La proposition la plus caricaturale est celle de créer un nouveau droit voisin au profit des éditeurs de presse, censé leur permettre d’obtenir une meilleure position face aux moteurs de recherche et autres agrégateurs de nouvelles. Cette approche a déjà été tentée en Allemagne et en Espagne, avec des résultats désastreux, mais la Commission persiste dans cette voie et va même encore plus loin avec un droit d’une durée de 20 ans, applicable au-delà des seuls moteurs de recherche, avec des interférences probables sur la liberté de faire des liens hypertexte.

Une même logique délétère est à l’œuvre en ce qui concerne le « partage de la valeur » entre les ayants droit et les grandes plateformes. La Commission n’est pas allée jusqu’à remettre directement en cause le régime de responsabilité des hébergeurs prévu par la directive eCommerce de 2000, vieille obsession des ayants droit. Mais elle prévoit que les plateformes susceptibles de diffuser des contenus sous droits postés par leurs utilisateurs devront chercher à conclure des accords avec les titulaires de droits pour améliorer la rémunération et mettre en place des systèmes pour éviter les infractions. Or ce faisant, la Commission pousse à la généralisation de solutions de filtrage automatisé des contenus, telles qu’on peut déjà les voir à l’œuvre sur Youtube ou Facebook. Ces accords, qui resteront nécessairement opaques, achèveront de transformer ces intermédiaires en une « police privée du droit d’auteur », comme la Quadrature du Net le dénonce depuis des années.

La Commission a néanmoins laissé sur sa feuille de route quelques exceptions au droit d’auteur, qu’elle entend rendre obligatoires pour les États membres. Ces dispositions concernent la copie pour conservation dans les institutions patrimoniales, la fouille de textes et de données (Text and Data Mining) ou l’usage de contenus à des fins pédagogique et de recherche, y compris sur Internet. On peut se réjouir de voir la Commission s’emparer enfin de ces questions, qui ont fait l’objet d’une campagne de dénigrement sans précédent de la part des ayants droit. Mais même sur ces sujets, les propositions de la Commission restent très largement en-deça des attentes des utilisateurs. Pour l’exception pédagogique, elle prévoit par exemple une clause que les États pourront faire jouer pour faire prévaloir des licences sur la loi, ce qui équivaudrait à une régression pour un pays comme la France.
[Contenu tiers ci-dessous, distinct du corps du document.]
//! Catalog types: branches, categories, products and users.
//!
//! These are the reference data an order is validated and routed against.
//! Each category names exactly one routing target (a physical printer); a
//! product belongs to exactly one category and lists the branches it can be
//! ordered at.

use serde::{Deserialize, Serialize};

/// Identifier of a physical printer / print-service endpoint. Categories map
/// onto routing targets; several categories may share one target.
pub type RoutingTarget = i64;

/// A physical location with its own user base, product eligibility and
/// order stream.
#[derive(Debug, Clone, PartialEq, Serialize, Deserialize)]
pub struct Branch {
    pub id: i64,
    pub name: String,
    #[serde(default)]
    pub location: String,
}

/// A product grouping that decides which printer its items are sent to.
#[derive(Debug, Clone, PartialEq, Serialize, Deserialize)]
pub struct Category {
    pub id: i64,
    pub name: String,
    /// Routing target handling items of this category.
    pub printer: RoutingTarget,
    #[serde(default)]
    pub image_url: String,
}

/// A sellable item. `unit_type` tags how quantities are measured (piece,
/// kilogram, litre, ...); quantities are real numbers to support weight and
/// volume based units.
#[derive(Debug, Clone, PartialEq, Serialize, Deserialize)]
pub struct Product {
    pub id: i64,
    pub name: String,
    pub category_id: i64,
    #[serde(rename = "type")]
    pub unit_type: String,
    #[serde(default)]
    pub image_url: String,
    /// Unit price. Legacy catalog rows predate pricing and deserialize to 0.
    #[serde(default)]
    pub price: f64,
    /// Branches this product may be ordered at.
    #[serde(default)]
    pub branch_ids: Vec<i64>,
}

impl Product {
    /// Whether this product can be ordered at the given branch.
    pub fn available_at(&self, branch_id: i64) -> bool {
        self.branch_ids.contains(&branch_id)
    }
}

/// A branch-scoped requester. `branch_id` is `None` until an administrator
/// assigns the user to a branch; unassigned users cannot place orders.
#[derive(Debug, Clone, PartialEq, Serialize, Deserialize)]
pub struct User {
    pub id: i64,
    pub name: String,
    #[serde(default)]
    pub phone: String,
    #[serde(default)]
    pub is_admin: bool,
    pub branch_id: Option<i64>,
}

#[cfg(test)]
mod tests {
    use super::*;

    #[test]
    fn product_availability_checks_branch_membership() {
        let product = Product {
            id: 1,
            name: "Somsa".into(),
            category_id: 2,
            unit_type: "piece".into(),
            image_url: String::new(),
            price: 12_000.0,
            branch_ids: vec![1, 3],
        };
        assert!(product.available_at(1));
        assert!(product.available_at(3));
        assert!(!product.available_at(2));
    }

    #[test]
    fn legacy_product_json_without_price_deserializes() {
        let raw = r#"{
            "id": 4,
            "name": "Ayran",
            "category_id": 1,
            "type": "piece",
            "branch_ids": [1]
        }"#;
        let product: Product = serde_json::from_str(raw).expect("parse legacy product");
        assert_eq!(product.price, 0.0);
        assert_eq!(product.unit_type, "piece");
    }

    #[test]
    fn user_without_branch_round_trips_null() {
        let user = User {
            id: 7,
            name: "Dilshod".into(),
            phone: "+998901234567".into(),
            is_admin: false,
            branch_id: None,
        };
        let json = serde_json::to_value(&user).expect("serialize user");
        assert!(json["branch_id"].is_null());
        let back: User = serde_json::from_value(json).expect("deserialize user");
        assert_eq!(back, user);
    }
}
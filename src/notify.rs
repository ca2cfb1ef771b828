//! Order notification sink.
//!
//! After every completed dispatch attempt a human-readable summary of the
//! order and its per-destination outcome is posted to the monitoring chat.
//! Strictly best-effort: a broken channel is logged by the caller and never
//! touches the order.

use std::time::Duration;

use async_trait::async_trait;
use chrono::{DateTime, Local};
use reqwest::Client;
use serde::Serialize;
use std::collections::BTreeMap;

use crate::catalog::RoutingTarget;
use crate::config::Config;
use crate::dispatch::{DispatchBatch, DispatchOutcome};
use crate::error::NotifyError;
use crate::orders::Order;
use crate::printer::destination_label;

/// Notification seam; the Telegram implementation below is the default, a
/// no-op fake stands in for it in tests.
#[async_trait]
pub trait NotificationSink: Send + Sync {
    async fn notify(&self, text: &str) -> Result<(), NotifyError>;
}

// ---------------------------------------------------------------------------
// Summary formatting
// ---------------------------------------------------------------------------

/// Render the order summary message: code, requester, branch, time, the
/// overall dispatch banner and a per-destination item listing. Pure, so the
/// message shape is testable without a network.
pub fn order_summary(
    order: &Order,
    outcome: &DispatchOutcome,
    batches: &BTreeMap<RoutingTarget, DispatchBatch>,
    now: DateTime<Local>,
) -> String {
    let mut text = String::new();
    text.push_str("🧾 *New order*\n\n");
    text.push_str(&format!("📋 *Order:* `{}`\n", order.code));
    text.push_str(&format!("👤 *Requested by:* {}\n", order.user_name));
    text.push_str(&format!("🏢 *Branch:* {}\n", order.branch_name));
    text.push_str(&format!("⏰ *Time:* {}\n\n", now.format("%Y-%m-%d %H:%M:%S")));

    let banner = if outcome.all_succeeded() {
        "✅ Sent to printer".to_string()
    } else if outcome.attempted.is_empty() {
        "⚠️ No items could be routed to a printer".to_string()
    } else {
        let failed: Vec<String> = outcome
            .failures
            .iter()
            .map(|&t| destination_label(t))
            .collect();
        format!("❌ Printing failed ({})", failed.join(", "))
    };
    text.push_str(&format!("🖨️ *Status:* {banner}\n"));

    for (&target, batch) in batches {
        text.push_str(&format!(
            "\n📦 *{} — {}*\n",
            destination_label(target),
            batch.category_label
        ));
        for item in &batch.items {
            text.push_str(&format!(
                "   • {} — {} {}\n",
                item.product, item.count, item.unit_type
            ));
        }
    }

    text
}

// ---------------------------------------------------------------------------
// Telegram implementation
// ---------------------------------------------------------------------------

/// Telegram `sendMessage` body.
#[derive(Debug, Serialize)]
struct TelegramMessage<'a> {
    chat_id: &'a str,
    text: &'a str,
    parse_mode: &'a str,
}

pub struct TelegramSink {
    client: Client,
    send_url: String,
    chat_id: String,
}

impl TelegramSink {
    pub fn new(config: &Config) -> Result<Self, reqwest::Error> {
        let client = Client::builder()
            .timeout(Duration::from_secs(config.notify_timeout_secs))
            .build()?;
        Ok(Self {
            client,
            send_url: format!(
                "{}/bot{}/sendMessage",
                config.telegram.api_base, config.telegram.bot_token
            ),
            chat_id: config.telegram.orders_chat_id.clone(),
        })
    }
}

#[async_trait]
impl NotificationSink for TelegramSink {
    async fn notify(&self, text: &str) -> Result<(), NotifyError> {
        let message = TelegramMessage {
            chat_id: &self.chat_id,
            text,
            parse_mode: "Markdown",
        };
        let response = self.client.post(&self.send_url).json(&message).send().await?;
        let status = response.status();
        if status.as_u16() != 200 {
            return Err(NotifyError::BadStatus(status.as_u16()));
        }
        Ok(())
    }
}

// ===========================================================================
// Tests
// ===========================================================================

#[cfg(test)]
mod tests {
    use super::*;
    use crate::dispatch::PrintLine;
    use crate::orders::OrderStatus;
    use chrono::TimeZone;
    use chrono::Utc;

    fn sample_order() -> Order {
        Order {
            id: 1,
            code: "25-06-01-2".into(),
            user_id: 1,
            user_name: "Dilshod".into(),
            branch_id: 1,
            branch_name: "Chilonzor".into(),
            items: Vec::new(),
            total: 31_500.0,
            status: OrderStatus::SentToPrinter,
            created_at: Utc::now(),
            updated_at: Utc::now(),
        }
    }

    fn sample_batches() -> BTreeMap<RoutingTarget, DispatchBatch> {
        BTreeMap::from([
            (
                1,
                DispatchBatch {
                    category_label: "Hot dishes".into(),
                    items: vec![PrintLine {
                        product: "Somsa".into(),
                        count: 2.0,
                        unit_type: "piece".into(),
                    }],
                },
            ),
            (
                2,
                DispatchBatch {
                    category_label: "Drinks".into(),
                    items: vec![PrintLine {
                        product: "Ayran".into(),
                        count: 1.5,
                        unit_type: "l".into(),
                    }],
                },
            ),
        ])
    }

    fn local_noon() -> DateTime<Local> {
        Local.with_ymd_and_hms(2025, 6, 1, 12, 0, 5).unwrap()
    }

    #[test]
    fn success_summary_lists_every_destination() {
        let outcome = DispatchOutcome {
            attempted: vec![1, 2],
            failures: vec![],
        };
        let text = order_summary(&sample_order(), &outcome, &sample_batches(), local_noon());

        assert!(text.contains("`25-06-01-2`"));
        assert!(text.contains("Dilshod"));
        assert!(text.contains("Chilonzor"));
        assert!(text.contains("2025-06-01 12:00:05"));
        assert!(text.contains("✅ Sent to printer"));
        assert!(text.contains("p1 — Hot dishes"));
        assert!(text.contains("p2 — Drinks"));
        assert!(text.contains("• Somsa — 2 piece"));
        assert!(text.contains("• Ayran — 1.5 l"));
    }

    #[test]
    fn failure_summary_names_the_failed_destinations() {
        let outcome = DispatchOutcome {
            attempted: vec![1, 2],
            failures: vec![2],
        };
        let text = order_summary(&sample_order(), &outcome, &sample_batches(), local_noon());
        assert!(text.contains("❌ Printing failed (p2)"));
    }

    #[test]
    fn zero_attempts_is_reported_as_a_warning_not_success() {
        let text = order_summary(
            &sample_order(),
            &DispatchOutcome::default(),
            &BTreeMap::new(),
            local_noon(),
        );
        assert!(text.contains("⚠️ No items could be routed"));
        assert!(!text.contains("✅"));
    }

    #[test]
    fn telegram_message_shape() {
        let message = TelegramMessage {
            chat_id: "-4985547344",
            text: "hello",
            parse_mode: "Markdown",
        };
        let body = serde_json::to_value(&message).expect("serialize");
        assert_eq!(body["chat_id"], "-4985547344");
        assert_eq!(body["text"], "hello");
        assert_eq!(body["parse_mode"], "Markdown");
    }
}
Mais surtout, ces maigres éléments « positifs » sont très inférieurs aux propositions du Rapport Reda, lui-même déjà fruit de nombreux compromis. La liberté de panorama, soutenue par un demi-million d’européens, est ainsi évacuée et renvoyée au bon vouloir des États-membres. Rien n’a été retenu sur le prêt de livres numériques en bibliothèque, alors que le Parlement européen avait invité la Commission à se saisir de cette question. Et ne parlons même pas des vraies questions posées par le numérique pour la création : le partage des œuvres, les usages transformatifs (citation audiovisuelle, remix, mashup, fanart, etc), toujours obstinément ignorés par la Commission, alors qu’ils constituent la réalité des pratiques culturelles de millions d’européens.

Que les auteurs ne s’y trompent pas : ces orientations ne sont pas destinées à améliorer leur condition. Les seules mesures en faveur de la rémunération des auteurs figurant dans le projet de directive demeurent vagues et peu contraignantes pour les producteurs et éditeurs. Pire, en ouvrant la boîte de Pandore d’un droit voisin pour les éditeurs, la Commission introduit un risque majeur de fragilisation des auteurs. Pour contrer la jurisprudence de la Cour de Justice de l’Union Européenne, elle va même jusqu’à prévoir un partage complètement illégitime de la rémunération des exceptions entre auteurs et éditeurs !

La Quadrature du Net s’opposera aux dérives figurant dans ces propositions, au nom de la défense des libertés dans l’environnement numérique. Elle mettra en parallèle l’accent sur un travail de fond, conduit directement avec les auteurs et les créateurs pour les aider à mieux faire valoir leurs droits, à expérimenter de nouveaux modèles de diffusion de leurs œuvres et de nouvelles pistes pour un financement durable de la création.